If they come up and begin small talk and proceed to talk about themselves, you realize that that this individual wants attention. Do they talk about themselves in the past or present tense? Most men you encounter in the Church will talk about themselves in the past tense, especially before they had children. This is because their best days are behind them and they have to look in the mirror to see the “good ole days”. These men have had purpose sucked out of their lives and their ambition is gone. Realize that these men want attention, praise and for you to covertly tell them how “cool” they were and to make them feel special. This is how you begin to manipulate them. Slowly praise them in small ways, because you can guarantee they are not getting any praise from their wives. Ask about their past and direct them to continue talking about themselves. By the end of the conversation you have said very little and now they think you are a “great guy”. Continue employing this strategy of ego stroking and attention giving and you will have a loyal follower.

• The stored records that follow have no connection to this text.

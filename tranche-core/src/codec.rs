//! Versioned serialization of cached bucket series.
//!
//! Cached bytes are a JSON envelope:
//!
//! ```text
//! {"v":1,"ticker":"AAPL","points":[{"timestamp":"2024-01-02T00:00:00Z", ...}, ...]}
//! ```
//!
//! Timestamps are RFC 3339 in UTC with full sub-second precision and floats
//! are written in shortest round-trip form, so decoding yields exactly the
//! series that was encoded. Any payload whose `v` differs from
//! [`CODEC_VERSION`] is rejected; callers treat that as a cache miss.

use serde::{Deserialize, Serialize};
use tranche_types::{PricePoint, Series, Ticker, TrancheError};

/// Current envelope version.
pub const CODEC_VERSION: u32 = 1;

#[derive(Serialize)]
struct EnvelopeRef<'a> {
    v: u32,
    ticker: &'a Ticker,
    points: &'a [PricePoint],
}

#[derive(Deserialize)]
struct Envelope {
    v: u32,
    ticker: Ticker,
    points: Vec<PricePoint>,
}

/// Encode a series into cache bytes.
///
/// # Errors
/// Returns `Codec` if any point carries a non-finite number, which JSON
/// cannot represent losslessly.
pub fn encode_series(series: &Series) -> Result<Vec<u8>, TrancheError> {
    if let Some(bad) = series.iter().find(|p| !p.is_finite()) {
        return Err(TrancheError::Codec(format!(
            "non-finite value in {} point at {}",
            bad.ticker, bad.timestamp
        )));
    }
    let envelope = EnvelopeRef {
        v: CODEC_VERSION,
        ticker: series.ticker(),
        points: series.points(),
    };
    serde_json::to_vec(&envelope).map_err(|e| TrancheError::Codec(e.to_string()))
}

/// Decode cache bytes produced by [`encode_series`].
///
/// # Errors
/// Returns `Codec` for malformed JSON, a missing or unsupported version tag,
/// or invalid field values. Points tagged with a ticker other than the
/// envelope's are dropped.
pub fn decode_series(bytes: &[u8]) -> Result<Series, TrancheError> {
    let envelope: Envelope =
        serde_json::from_slice(bytes).map_err(|e| TrancheError::Codec(e.to_string()))?;
    if envelope.v != CODEC_VERSION {
        return Err(TrancheError::Codec(format!(
            "unsupported payload version {} (expected {CODEC_VERSION})",
            envelope.v
        )));
    }
    Ok(Series::from_points(envelope.ticker, envelope.points))
}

When women talk to you they will primarily bring up their kids, unless they are single and assessing your capacity for success, which is your sexual market value.

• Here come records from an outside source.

//! tranche-core
//!
//! Building blocks of the bucketed range cache.
//!
//! - `bucket`: epoch-aligned fixed-width buckets and range partitioning.
//! - `key`: stable cache keys per (ticker, bucket).
//! - `ttl`: open/closed lifetime policy.
//! - `codec`: versioned byte encoding of cached series.
//! - `connector`: the `UpstreamFetch` and `CacheStore` collaborator traits.
//! - `clock`: injectable time source.
//!
//! Everything here is synchronous and side-effect free except the async
//! collaborator traits, which are implemented elsewhere.
#![warn(missing_docs)]

/// Epoch-aligned buckets and range partitioning.
pub mod bucket;
/// Time source abstraction.
pub mod clock;
/// Versioned cache payload encoding.
pub mod codec;
/// Upstream and cache-store collaborator traits.
pub mod connector;
/// Cache key derivation.
pub mod key;
/// Open/closed TTL policy.
pub mod ttl;

pub use bucket::{Bucket, BucketWidth, bucket_containing, bucket_count, buckets_overlapping};
pub use clock::{Clock, SystemClock};
pub use codec::{CODEC_VERSION, decode_series, encode_series};
pub use connector::{CacheStore, UpstreamFetch};
pub use key::{KEY_SEPARATOR, KeySpace, key_for};
pub use ttl::TtlPolicy;
pub use tranche_types::*;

Women talk about kids because they have invested the prime years of their lives into creating new human beings, and they are very self-conscious about this. They know they are judged by their kids. Mothers, and sometimes even fathers, will determine their own self-worth by comparing how well their children are doing compared to other people’s children. This is an area of sensitivity and a good place to concentrate your manipulation. Dote on her kids. Compliment the aspects of the children that normally are not noticed or that you see the mother is working very hard to improve. Do not waste time saying her kids are “cute” or “smart” or “funny”, those are a waste of time because they are too commonly used. Attack the flank with your compliments, find ways to actually compliment the mother instead of the kid, or compliment both mother and kid in the same line. “You are doing so well raising your son, I see his behavior improving because of you every week”. Or, “You are working so hard, it is really paying off with his behavior”, and then try to cite specific examples you notice so your compliment doesn’t look like a mushy schmooze. Use your warlike tactics to dominate the social sphere.

Understand: this is not a wicked manipulation.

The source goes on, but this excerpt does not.